There are two concepts here:

  1. Path taken to arrive at current location (breadcrumb trail), and
  2. Relationship of current page to application structure (sitemap).

Both are helpful pieces of information for the user to know. But if both are presented must be cognitively distinct from each other—not to confuse one with the other.

 

That may be done with location on the page. Breadcrumbs typically at the top/left, sitemaps typically at the bottom. Other locations can work—one left, one right—but most important is the location is different and consistent.

And delimiters can help distinguish a trail from a map. Arrows naturally for trails, bullets or bars for maps.
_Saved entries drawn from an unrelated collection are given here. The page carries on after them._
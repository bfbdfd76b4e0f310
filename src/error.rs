//! Error types for the ruxtab library

use std::io;

/// Library error type for ruxtab operations
#[derive(Debug, thiserror::Error)]
pub enum RuxError {
    /// Note label does not match `letter[accidental]octave`
    #[error("invalid note format: {0}")]
    InvalidNoteFormat(String),

    /// Resolved note name is not one of the 12 chromatic names
    #[error("invalid note name: {0}")]
    InvalidNoteName(String),

    /// Source and target tunings disagree on string count
    #[error("source and target tunings must have the same number of strings: {source_len} vs {target}")]
    TuningLengthMismatch { source_len: usize, target: usize },

    /// No octave-qualified tuning labels found and no tuning supplied
    #[error("could not detect source tuning, specify it explicitly")]
    NoTuningDetected,

    /// No parsable tab content
    #[error("no tab sections found in {0}")]
    NoSectionsFound(String),

    /// I/O error
    #[error("I/O error: {0}")]
    IoError(String),
}

impl From<io::Error> for RuxError {
    fn from(error: io::Error) -> Self {
        Self::IoError(error.to_string())
    }
}
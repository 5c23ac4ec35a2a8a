//! Classified button gestures

use serde::{Deserialize, Serialize};
use std::fmt;

/// A semantic gesture classified from a button's raw press/release edges
///
/// Gestures are ephemeral: produced by the classifier, handed to the
/// registered listener, and discarded. The serialized names match the
/// values the lighting bridge ecosystem uses.
#[derive(Debug, Clone, Copy, PartialEq, Eq, Hash, Serialize, Deserialize)]
#[serde(rename_all = "SCREAMING_SNAKE_CASE")]
pub enum Gesture {
    SingleClick,
    DoubleClick,
    LongPress,
}

impl Gesture {
    pub fn as_str(&self) -> &'static str {
        match self {
            Gesture::SingleClick => "SINGLE_CLICK",
            Gesture::DoubleClick => "DOUBLE_CLICK",
            Gesture::LongPress => "LONG_PRESS",
        }
    }
}

impl fmt::Display for Gesture {
    fn fmt(&self, f: &mut fmt::Formatter<'_>) -> fmt::Result {
        f.write_str(self.as_str())
    }
}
List (B)Detail (B)Edit (B)Edit (A)


Edit (A) page goes here.

Blah, blah, blah.


A: ListDetailEdit

 

Labeling or icons may speed mental processing:

Path: List (B)Detail (B)Edit (B)Edit (A)


Edit (A) page goes here.

Blah, blah, blah.


Map: A: ListDetailEdit


Idea 1 introduces more clicks, and cognitive load. Have you ever gotten to the car, remembered the keys, got back in the house and forgot what you came back for?

Idea 2 maintains the flow. But a user may loose track of where they are and how they got there. The solution above gives the user a better idea where they are from both how they got there and how the page fits in the application structure.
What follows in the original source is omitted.